Jim Reid jim at rfc1035.com
Mon May 17 19:31:56 UTC 2004


>>>>> "Neil" == Neil W Rickert <rickert+nn at cs.niu.edu> writes:

    Neil> 	zone "niu.edu" in { 
    Neil>	      type slave ;
    Neil>	      file "cache/niu.DOM" ;
    Neil>	      masters { 131.156.1.11 ; } ; 
    Neil>	      allow-query { any ; } ;
    Neil> } ;

    Neil> A query from off-campus resulted in the unexpected:

    Neil> ; <<>> DiG 9.2.3 <<>> @mp.cs.niu.edu max.niu.edu 
    Neil> ;; ->>HEADER<<- opcode: QUERY, status: REFUSED, id: 65093

Could you have some sort of global ACL, say for allow-recursion? A
recursive query from outside is being refused. So assuming dig's
lookup source and desination addresses are correct -- too bad you
didn't give them in your posting! -- this means the client must be
matching some ACL on your server. That can't be the one above. So it
looks like you have another one somewhere in your named.conf file. A
global allow-recursion clause seems most likely and it's this that the
external recursive lookup matches against and gets refused.
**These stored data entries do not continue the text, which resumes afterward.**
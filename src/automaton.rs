use itertools::Itertools;

use crate::{math, prelude::*};

/// A finite automaton over a [`CharAlphabet`], possibly nondeterministic and possibly with
/// epsilon transitions.
///
/// States are addressed by their names, which are unique within one automaton. The automaton
/// expects that its initial state, its final states and every state or symbol mentioned in the
/// transition table are part of its states and alphabet respectively. These conditions are
/// established when building it (see [`AutomatonBuilder`] and [`AutomatonDraft`]) and are not
/// checked again by the algorithms.
///
/// All algorithms take `&self` and produce fresh values, an automaton is never modified by them.
///
/// # Example
/// ```
/// use finite_automata::prelude::*;
///
/// let aut = AutomatonBuilder::default()
///     .with_transitions([("q0", '0', "q0"), ("q0", '1', "q1"), ("q1", '0', "q1"), ("q1", '1', "q1")])
///     .with_final_states(["q1"])
///     .into_automaton("q0");
///
/// assert!(aut.accepts_word("01"));
/// assert!(!aut.accepts_word("00"));
/// ```
#[derive(Clone, Debug, PartialEq, Eq)]
pub struct Automaton {
    name: String,
    alphabet: CharAlphabet,
    states: math::IndexedSet<String>,
    transitions: TransitionTable,
    initial: String,
    finals: StateSet,
}

impl Automaton {
    /// Assembles an automaton from its parts. Duplicate state names are dropped, the first
    /// occurrence determines the position of a state.
    pub fn new<I, F>(
        name: impl Into<String>,
        alphabet: CharAlphabet,
        states: I,
        transitions: TransitionTable,
        initial: impl Into<String>,
        finals: F,
    ) -> Self
    where
        I: IntoIterator,
        I::Item: Into<String>,
        F: IntoIterator,
        F::Item: Into<String>,
    {
        Self {
            name: name.into(),
            alphabet,
            states: states.into_iter().map(Into::into).collect(),
            transitions,
            initial: initial.into(),
            finals: finals.into_iter().map(Into::into).collect(),
        }
    }

    /// Returns a builder for fluently constructing an automaton.
    pub fn builder() -> AutomatonBuilder {
        AutomatonBuilder::default()
    }

    /// The name of the automaton.
    pub fn name(&self) -> &str {
        &self.name
    }

    /// The alphabet, which never contains epsilon.
    pub fn alphabet(&self) -> &CharAlphabet {
        &self.alphabet
    }

    /// Iterates over the names of all states in their order.
    pub fn states(&self) -> impl Iterator<Item = &String> + '_ {
        self.states.iter()
    }

    /// Returns the position of the state with the given name.
    pub fn state_index(&self, state: &str) -> Option<usize> {
        self.states.get_index_of(state)
    }

    /// Returns the number of states.
    pub fn size(&self) -> usize {
        self.states.len()
    }

    /// Returns true if a state with the given name exists.
    pub fn contains_state(&self, state: &str) -> bool {
        self.states.contains(state)
    }

    /// The transition table.
    pub fn transitions(&self) -> &TransitionTable {
        &self.transitions
    }

    /// The name of the initial state.
    pub fn initial(&self) -> &str {
        &self.initial
    }

    /// The set of final (accepting) states.
    pub fn final_states(&self) -> &StateSet {
        &self.finals
    }

    /// Returns true if `state` is final.
    pub fn is_final(&self, state: &str) -> bool {
        self.finals.contains(state)
    }

    /// Returns true if at least one of the given states is final.
    pub fn contains_final<'a, I: IntoIterator<Item = &'a String>>(&self, states: I) -> bool {
        states.into_iter().any(|q| self.is_final(q))
    }

    /// Shorthand for looking up the successors of `state` on `symbol` in the transition table.
    pub fn successors<S: Into<Symbol>>(&self, state: &str, symbol: S) -> &StateSet {
        self.transitions.lookup(state, symbol)
    }

    /// Returns true if `self` has no epsilon transitions and at most one successor for each pair
    /// of state and symbol. See [`Automaton::check_deterministic`] for the reason why an
    /// automaton is not deterministic.
    pub fn is_deterministic(&self) -> bool {
        self.check_deterministic().is_ok()
    }

    /// Returns true if `self` is deterministic and every state has a transition on every symbol.
    pub fn is_complete(&self) -> bool {
        self.is_deterministic()
            && self.states.iter().all(|q| {
                self.alphabet
                    .universe()
                    .all(|sym| !self.successors(q, sym).is_empty())
            })
    }

    /// Returns a copy of `self` with a different name.
    pub fn with_name(&self, name: impl Into<String>) -> Self {
        Self {
            name: name.into(),
            ..self.clone()
        }
    }

    /// Renders the label of a state for the transition table, marking the initial state
    /// with an arrow and final states with an asterisk.
    fn decorated(&self, state: &str) -> String {
        format!(
            "{}{}{}",
            if state == self.initial { "→" } else { "" },
            if self.is_final(state) { "*" } else { "" },
            state
        )
    }

    /// Produces a table with one row per state and one column per symbol, epsilon is only
    /// given a column if it is used.
    pub fn build_transition_table(&self) -> String {
        let mut columns = self.alphabet.universe().map(Symbol::Char).collect_vec();
        if self.transitions.has_epsilon_transitions() {
            columns.push(Symbol::Epsilon);
        }

        let mut builder = tabled::builder::Builder::default();
        builder.push_record(
            std::iter::once("State".to_string()).chain(columns.iter().map(|sym| sym.show())),
        );
        for q in &self.states {
            let mut row = vec![self.decorated(q)];
            for sym in &columns {
                let next = self.successors(q, *sym);
                row.push(match next.len() {
                    0 => "-".to_string(),
                    1 => next.iter().join(""),
                    _ => next.show(),
                });
            }
            builder.push_record(row);
        }

        builder
            .build()
            .with(tabled::settings::Style::rounded())
            .to_string()
    }
}

impl std::fmt::Display for Automaton {
    fn fmt(&self, f: &mut std::fmt::Formatter<'_>) -> std::fmt::Result {
        writeln!(f, "{}", self.name)?;
        write!(f, "{}", self.build_transition_table())
    }
}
    Neil> If I repeate the query, but with "+norec" on the command
    Neil> line (to turn off recursion), I get:

    Neil> ;; global options: printcmd ;; Got answer: 
    Neil> ;; ->>HEADER<<- opcode: QUERY, status: NOERROR, id: 30026 

This would be consistent with a global allow-recursion ACL that's in
your named.conf file.

    Neil> When the query is made from on-campus, the result is

    Neil> ;; global options: printcmd ;; Got answer: 
    Neil> ;; ->>HEADER<<- opcode: QUERY, status: NXDOMAIN, id: 18977 
    Neil> ;; flags: qr aa rd ra; QUERY: 1, ANSWER: 1, AUTHORITY: 1, ADDITIONAL: 0
    Neil> ;; QUESTION SECTION: 
    Neil> ;max.niu.edu.  IN A

    Neil> ;; ANSWER SECTION:
    Neil> max.niu.edu.  86400 IN CNAME max.forlangs.net.

    Neil> ;; AUTHORITY SECTION: 
    Neil> forlangs.net.  10800 IN SOA ......

This time, the server you've queried seems to also be authoritative
for the forlangs.net zone. It knows the name max.forlangs.net doesn't
exist. Hence the NXDOMAIN reply with the SOA record for forlangs.net
in the Authority Section. The reply you've got is saying max.nui.net
exists as a CNAME pointing at max.forlangs.net but that this name
doesn't exist.

A non-recursive request from the outside probably doesn't get this
extra information because BIND9's being lazy when the client has said
it can do iterative queries for itself. :-) And maybe you have
minimal-responses enabled? If so, your server will only be populating
the Authority and Additional Sections when it really has to.